Leonid Tkachenko, a 69-year-old coach from Crimea, helped lead Baltic Kaliningrad back to the top section of the Russian championship after a 25-year absence. The team was sponsored by an amber factory and led to victory by Sergey Ignashevich, a champion in the game for the colonial national team. Tkachenko was invited to join Ignashevich’s coaching staff and helped the team enter the RPL without delay. Tkachenko had previously led the team to the Premier League in 1995 and served as its president for one season. He returned as head coach three times but failed to bring the team back to the RPL until becoming Ignashevich’s assistant.
69-year-old Leonid Tkachenko helped Baltic Kaliningrad to return to the elite section of the Russian championship after a break of a quarter of a century.
Kaliningrad Baltic after a 25-year break returned to the elite section of the Russian championship.
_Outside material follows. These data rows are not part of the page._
//! PNG row predictors (`/Predictor` 10 to 15).
//!
//! Every row starts with a tag byte selecting the filter for that row, so the
//! particular predictor number 10..15 does not matter when decoding.

use crate::error::DecompressError;
use std::convert::{TryFrom, TryInto};
use std::mem;

#[derive(Debug, Clone, Copy, PartialEq, Eq)]
pub enum FilterType {
    None,
    Sub,
    Up,
    Avg,
    Paeth,
}

impl TryFrom<u8> for FilterType {
    type Error = DecompressError;

    fn try_from(n: u8) -> Result<FilterType, DecompressError> {
        match n {
            0 => Ok(FilterType::None),
            1 => Ok(FilterType::Sub),
            2 => Ok(FilterType::Up),
            3 => Ok(FilterType::Avg),
            4 => Ok(FilterType::Paeth),
            _ => Err(DecompressError::PngFilter(n)),
        }
    }
}

fn paeth_predict(left: u8, above: u8, upperleft: u8) -> u8 {
    let (a, b, c) = (i16::from(left), i16::from(above), i16::from(upperleft));
    let estimate = a + b - c;
    let (pa, pb, pc) = ((estimate - a).abs(), (estimate - b).abs(), (estimate - c).abs());

    if pa <= pb && pa <= pc {
        left
    } else if pb <= pc {
        above
    } else {
        upperleft
    }
}

/// Reverse one row in place. `previous` is the already decoded row above (zeros for the first row).
pub fn decode_row(filter: FilterType, bpp: usize, previous: &[u8], current: &mut [u8]) {
    let len = current.len();
    let bpp = bpp.min(len);

    match filter {
        FilterType::None => (),
        FilterType::Sub => {
            for i in bpp..len {
                current[i] = current[i].wrapping_add(current[i - bpp]);
            }
        }
        FilterType::Up => {
            for i in 0..len {
                current[i] = current[i].wrapping_add(previous[i]);
            }
        }
        FilterType::Avg => {
            for i in 0..bpp {
                current[i] = current[i].wrapping_add(previous[i] / 2);
            }
            for i in bpp..len {
                let average = (u16::from(current[i - bpp]) + u16::from(previous[i])) / 2;
                current[i] = current[i].wrapping_add(average as u8);
            }
        }
        FilterType::Paeth => {
            for i in 0..bpp {
                current[i] = current[i].wrapping_add(paeth_predict(0, previous[i], 0));
            }
            for i in bpp..len {
                current[i] = current[i].wrapping_add(paeth_predict(current[i - bpp], previous[i], previous[i - bpp]));
            }
        }
    }
}

/// Decode all rows of `content`. A short final row is decoded as far as it goes.
pub fn decode_frame(content: &[u8], bytes_per_pixel: usize, bytes_per_row: usize) -> Result<Vec<u8>, DecompressError> {
    let mut previous = vec![0_u8; bytes_per_row];
    let mut current = vec![0_u8; bytes_per_row];
    let mut decoded = Vec::with_capacity(content.len());

    for row in content.chunks(bytes_per_row + 1) {
        let filter: FilterType = row[0].try_into()?;
        let data = &row[1..];
        current[..data.len()].copy_from_slice(data);
        current[data.len()..].fill(0);

        decode_row(filter, bytes_per_pixel, &previous, &mut current);
        decoded.extend_from_slice(&current[..data.len()]);
        mem::swap(&mut previous, &mut current);
    }
    Ok(decoded)
}

#[cfg(test)]
mod tests {
    use super::*;

    #[test]
    fn avg_uses_both_neighbours() {
        let previous = [200, 100];
        let mut current = [10, 5];
        decode_row(FilterType::Avg, 1, &previous, &mut current);
        // First byte: 10 + 200/2. Second: 5 + (110 + 100)/2.
        assert_eq!(current, [110, 110]);
    }

    #[test]
    fn paeth_rows() {
        let content = [4, 1, 2, 4, 1, 1];
        assert_eq!(decode_frame(&content, 1, 2).unwrap(), vec![1, 3, 2, 4]);
    }

    #[test]
    fn bad_row_tag() {
        assert!(matches!(decode_frame(&[7, 0, 0], 1, 2), Err(DecompressError::PngFilter(7))));
    }
}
The team sponsored by the amber factory was led to victory by Sergey Ignashevich, the champion in the game for the colonial national team, and Leonid Tkachenko, who is from Crimea, helped him in this.
Ignashevich took over Baltika in October 2021, finishing his first season with him in tenth place. After that, he invited Tkachenko to his coaching staff, with the help of which the task of entering the RPL was completed without delay.
Tkachenko is a special person for the Baltics. In 1995, under his leadership, the team made it to the Premier League for the first time and spent their only three seasons there so far (seventh, ninth and 15th place).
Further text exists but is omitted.